- [SUPPLIED RECORDS]
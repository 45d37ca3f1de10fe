use std::path::PathBuf;

use clap::{Args, Parser, Subcommand};

use campus_admin::RecordId;

#[derive(Parser)]
#[command(name = "campus-admin")]
#[command(about = "Administer universities, courses and events through the admin API")]
#[command(version)]
#[command(after_long_help = r#"
EXAMPLES:
    # Sign in (password is prompted when not given)
    campus-admin login -u admin

    # Summary counts
    campus-admin dashboard

    # Second page of courses as JSON
    campus-admin --format json courses list --page 2

    # Create an event linked to two courses
    campus-admin events create --name "Open Day" --start-date 2025-03-01 --course 4 --course 9

    # Replace an event's courses
    campus-admin events update 12 --course 4

    # Delete a university
    campus-admin universities delete 3 --yes
"#)]
pub struct Cli {
    #[command(subcommand)]
    pub command: Commands,

    /// Base URL of the admin API (overrides config and CAMPUS_ADMIN_API_URL)
    #[arg(long, global = true)]
    pub api_url: Option<String>,

    /// Directory holding config.toml and the saved session
    #[arg(long, global = true)]
    pub state_dir: Option<PathBuf>,

    /// Output format (text or json)
    #[arg(long, global = true, default_value = "text")]
    pub format: String,
}

#[derive(Subcommand)]
pub enum Commands {
    /// Sign in and store the session
    Login {
        #[arg(short, long)]
        username: String,

        /// Password; read from CAMPUS_ADMIN_PASSWORD or stdin when omitted
        #[arg(short, long)]
        password: Option<String>,
    },

    /// Forget the stored session
    Logout,

    /// Show the signed-in administrator
    Whoami,

    /// Show record counts
    Dashboard,

    /// Manage universities
    Universities {
        #[command(subcommand)]
        command: UniversityCommands,
    },

    /// Manage courses
    Courses {
        #[command(subcommand)]
        command: CourseCommands,
    },

    /// Manage events and their courses
    Events {
        #[command(subcommand)]
        command: EventCommands,
    },
}

#[derive(Args, Debug, Clone, Copy)]
pub struct ListArgs {
    /// Page number, starting at 1
    #[arg(long, default_value = "1")]
    pub page: u32,

    /// Rows per page (defaults to page_size from config)
    #[arg(long)]
    pub limit: Option<u32>,
}

#[derive(Subcommand)]
pub enum UniversityCommands {
    /// List universities
    List(ListArgs),
    /// Show one university
    Show { id: RecordId },
    /// Create a university
    Create(UniversityFields),
    /// Edit a university; omitted fields keep their current value
    Update {
        id: RecordId,
        #[command(flatten)]
        fields: UniversityFields,
    },
    /// Delete a university
    Delete {
        id: RecordId,
        /// Confirm the deletion
        #[arg(long)]
        yes: bool,
    },
}

#[derive(Args, Debug, Clone, Default)]
pub struct UniversityFields {
    #[arg(long)]
    pub name: Option<String>,
    #[arg(long)]
    pub location: Option<String>,
    #[arg(long)]
    pub website: Option<String>,
    #[arg(long)]
    pub description: Option<String>,
    #[arg(long)]
    pub logo_url: Option<String>,
    /// true or false
    #[arg(long)]
    pub active: Option<bool>,
}

#[derive(Subcommand)]
pub enum CourseCommands {
    /// List courses
    List(ListArgs),
    /// Show one course
    Show { id: RecordId },
    /// Create a course
    Create(CourseFields),
    /// Edit a course; omitted fields keep their current value
    Update {
        id: RecordId,
        #[command(flatten)]
        fields: CourseFields,
    },
    /// Delete a course
    Delete {
        id: RecordId,
        #[arg(long)]
        yes: bool,
    },
    /// List universities a course can belong to
    Universities,
}

#[derive(Args, Debug, Clone, Default)]
pub struct CourseFields {
    #[arg(long)]
    pub title: Option<String>,
    #[arg(long)]
    pub description: Option<String>,
    #[arg(long)]
    pub duration: Option<String>,
    #[arg(long)]
    pub level: Option<String>,
    #[arg(long)]
    pub course_url: Option<String>,
    #[arg(long)]
    pub image_url: Option<String>,
    #[arg(long)]
    pub active: Option<bool>,
    /// Owning university ID
    #[arg(long)]
    pub university: Option<RecordId>,
}

#[derive(Subcommand)]
pub enum EventCommands {
    /// List events
    List(ListArgs),
    /// Show one event with its courses
    Show { id: RecordId },
    /// Create an event
    Create(EventFields),
    /// Edit an event; omitted fields keep their current value
    Update {
        id: RecordId,
        #[command(flatten)]
        fields: EventFields,
    },
    /// Delete an event
    Delete {
        id: RecordId,
        #[arg(long)]
        yes: bool,
    },
    /// List courses an event can be linked to
    Courses,
}

#[derive(Args, Debug, Clone, Default)]
pub struct EventFields {
    #[arg(long)]
    pub name: Option<String>,
    #[arg(long)]
    pub description: Option<String>,
    #[arg(long)]
    pub location: Option<String>,
    /// YYYY-MM-DD
    #[arg(long)]
    pub start_date: Option<String>,
    /// YYYY-MM-DD
    #[arg(long)]
    pub end_date: Option<String>,
    #[arg(long)]
    pub organizer: Option<String>,
    #[arg(long)]
    pub event_url: Option<String>,
    #[arg(long)]
    pub image_url: Option<String>,
    #[arg(long)]
    pub active: Option<bool>,

    /// Linked course ID; repeat for several. Replaces the current set.
    #[arg(long = "course")]
    pub courses: Vec<RecordId>,

    /// Unlink every course
    #[arg(long, conflicts_with = "courses")]
    pub clear_courses: bool,
}
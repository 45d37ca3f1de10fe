//! Client configuration for `config.toml`
//!
//! Lives in the state directory next to the persisted session. A missing or
//! partial file is equivalent to the defaults:
//!
//! ```toml
//! api_url = "http://localhost:3001"
//! page_size = 10
//! timeout_secs = 30
//! ```
//!
//! `CAMPUS_ADMIN_API_URL` overrides `api_url`; CLI flags override both.

use std::fs;
use std::path::{Path, PathBuf};
use std::time::Duration;

use serde::{Deserialize, Serialize};

use crate::error::{AdminError, Result};

pub const CONFIG_FILENAME: &str = "config.toml";
pub const API_URL_ENV: &str = "CAMPUS_ADMIN_API_URL";

const DEFAULT_API_URL: &str = "http://localhost:3001";
const STATE_DIR_NAME: &str = ".campus-admin";

#[derive(Clone, Debug, PartialEq, Serialize, Deserialize)]
pub struct AdminConfig {
    #[serde(default = "default_api_url")]
    pub api_url: String,

    /// Where `config.toml` and the session file live.
    #[serde(skip)]
    pub state_dir: PathBuf,

    /// Rows per page for list commands.
    #[serde(default = "default_page_size")]
    pub page_size: u32,

    #[serde(default = "default_timeout_secs")]
    pub timeout_secs: u64,
}

fn default_api_url() -> String {
    DEFAULT_API_URL.to_string()
}

fn default_page_size() -> u32 {
    10
}

fn default_timeout_secs() -> u64 {
    30
}

impl Default for AdminConfig {
    fn default() -> Self {
        Self {
            api_url: default_api_url(),
            state_dir: default_state_dir(),
            page_size: default_page_size(),
            timeout_secs: default_timeout_secs(),
        }
    }
}

/// `~/.campus-admin`, or `./.campus-admin` when no home directory is known.
pub fn default_state_dir() -> PathBuf {
    dirs::home_dir()
        .map(|home| home.join(STATE_DIR_NAME))
        .unwrap_or_else(|| PathBuf::from(STATE_DIR_NAME))
}

impl AdminConfig {
    /// Loads `config.toml` from `state_dir`, then applies the environment override.
    pub fn load(state_dir: &Path) -> Result<Self> {
        let mut config = Self::from_file(state_dir)?;
        if let Ok(url) = std::env::var(API_URL_ENV) {
            if !url.trim().is_empty() {
                config.api_url = url;
            }
        }
        Ok(config)
    }

    /// Reads only the file layer; a missing file yields defaults.
    pub fn from_file(state_dir: &Path) -> Result<Self> {
        let path = state_dir.join(CONFIG_FILENAME);
        let mut config = match fs::read_to_string(&path) {
            Ok(content) => Self::from_toml(&content)?,
            Err(e) if e.kind() == std::io::ErrorKind::NotFound => Self::default(),
            Err(e) => return Err(e.into()),
        };
        config.state_dir = state_dir.to_path_buf();
        Ok(config)
    }

    pub fn from_toml(content: &str) -> Result<Self> {
        let mut config: Self = toml::from_str(content)
            .map_err(|e| AdminError::Config(format!("invalid {}: {}", CONFIG_FILENAME, e)))?;
        config.state_dir = default_state_dir();
        config.validate()?;
        Ok(config)
    }

    pub fn with_api_url(mut self, api_url: impl Into<String>) -> Self {
        self.api_url = api_url.into();
        self
    }

    pub fn timeout(&self) -> Duration {
        Duration::from_secs(self.timeout_secs)
    }

    /// Base URL without a trailing slash so paths can be appended directly.
    pub fn base_url(&self) -> &str {
        self.api_url.trim_end_matches('/')
    }

    fn validate(&self) -> Result<()> {
        if self.page_size == 0 {
            return Err(AdminError::Config("page_size must be at least 1".to_string()));
        }
        if !(self.api_url.starts_with("http://") || self.api_url.starts_with("https://")) {
            return Err(AdminError::Config(format!(
                "api_url must be an http(s) URL, got '{}'",
                self.api_url
            )));
        }
        Ok(())
    }
}

#[cfg(test)]
mod tests {
    use super::*;
    use tempfile::TempDir;

    #[test]
    fn test_missing_file_yields_defaults() {
        let dir = TempDir::new().unwrap();
        let config = AdminConfig::from_file(dir.path()).unwrap();
        assert_eq!(config.api_url, "http://localhost:3001");
        assert_eq!(config.page_size, 10);
        assert_eq!(config.timeout_secs, 30);
        assert_eq!(config.state_dir, dir.path());
    }

    #[test]
    fn test_partial_file_keeps_other_defaults() {
        let dir = TempDir::new().unwrap();
        fs::write(
            dir.path().join(CONFIG_FILENAME),
            "api_url = \"https://admin.example.org/api/\"\n",
        )
        .unwrap();

        let config = AdminConfig::from_file(dir.path()).unwrap();
        assert_eq!(config.base_url(), "https://admin.example.org/api");
        assert_eq!(config.page_size, 10);
    }

    #[test]
    fn test_rejects_zero_page_size() {
        let err = AdminConfig::from_toml("page_size = 0").unwrap_err();
        assert!(matches!(err, AdminError::Config(_)));
    }

    #[test]
    fn test_rejects_non_http_url() {
        assert!(AdminConfig::from_toml("api_url = \"localhost:3001\"").is_err());
    }
}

- [PROBLEM STATEMENT] Within the listing, how many lines hold the string "Manage"? State that number alone.

- [RESULT FOR THIS EXERCISE] 3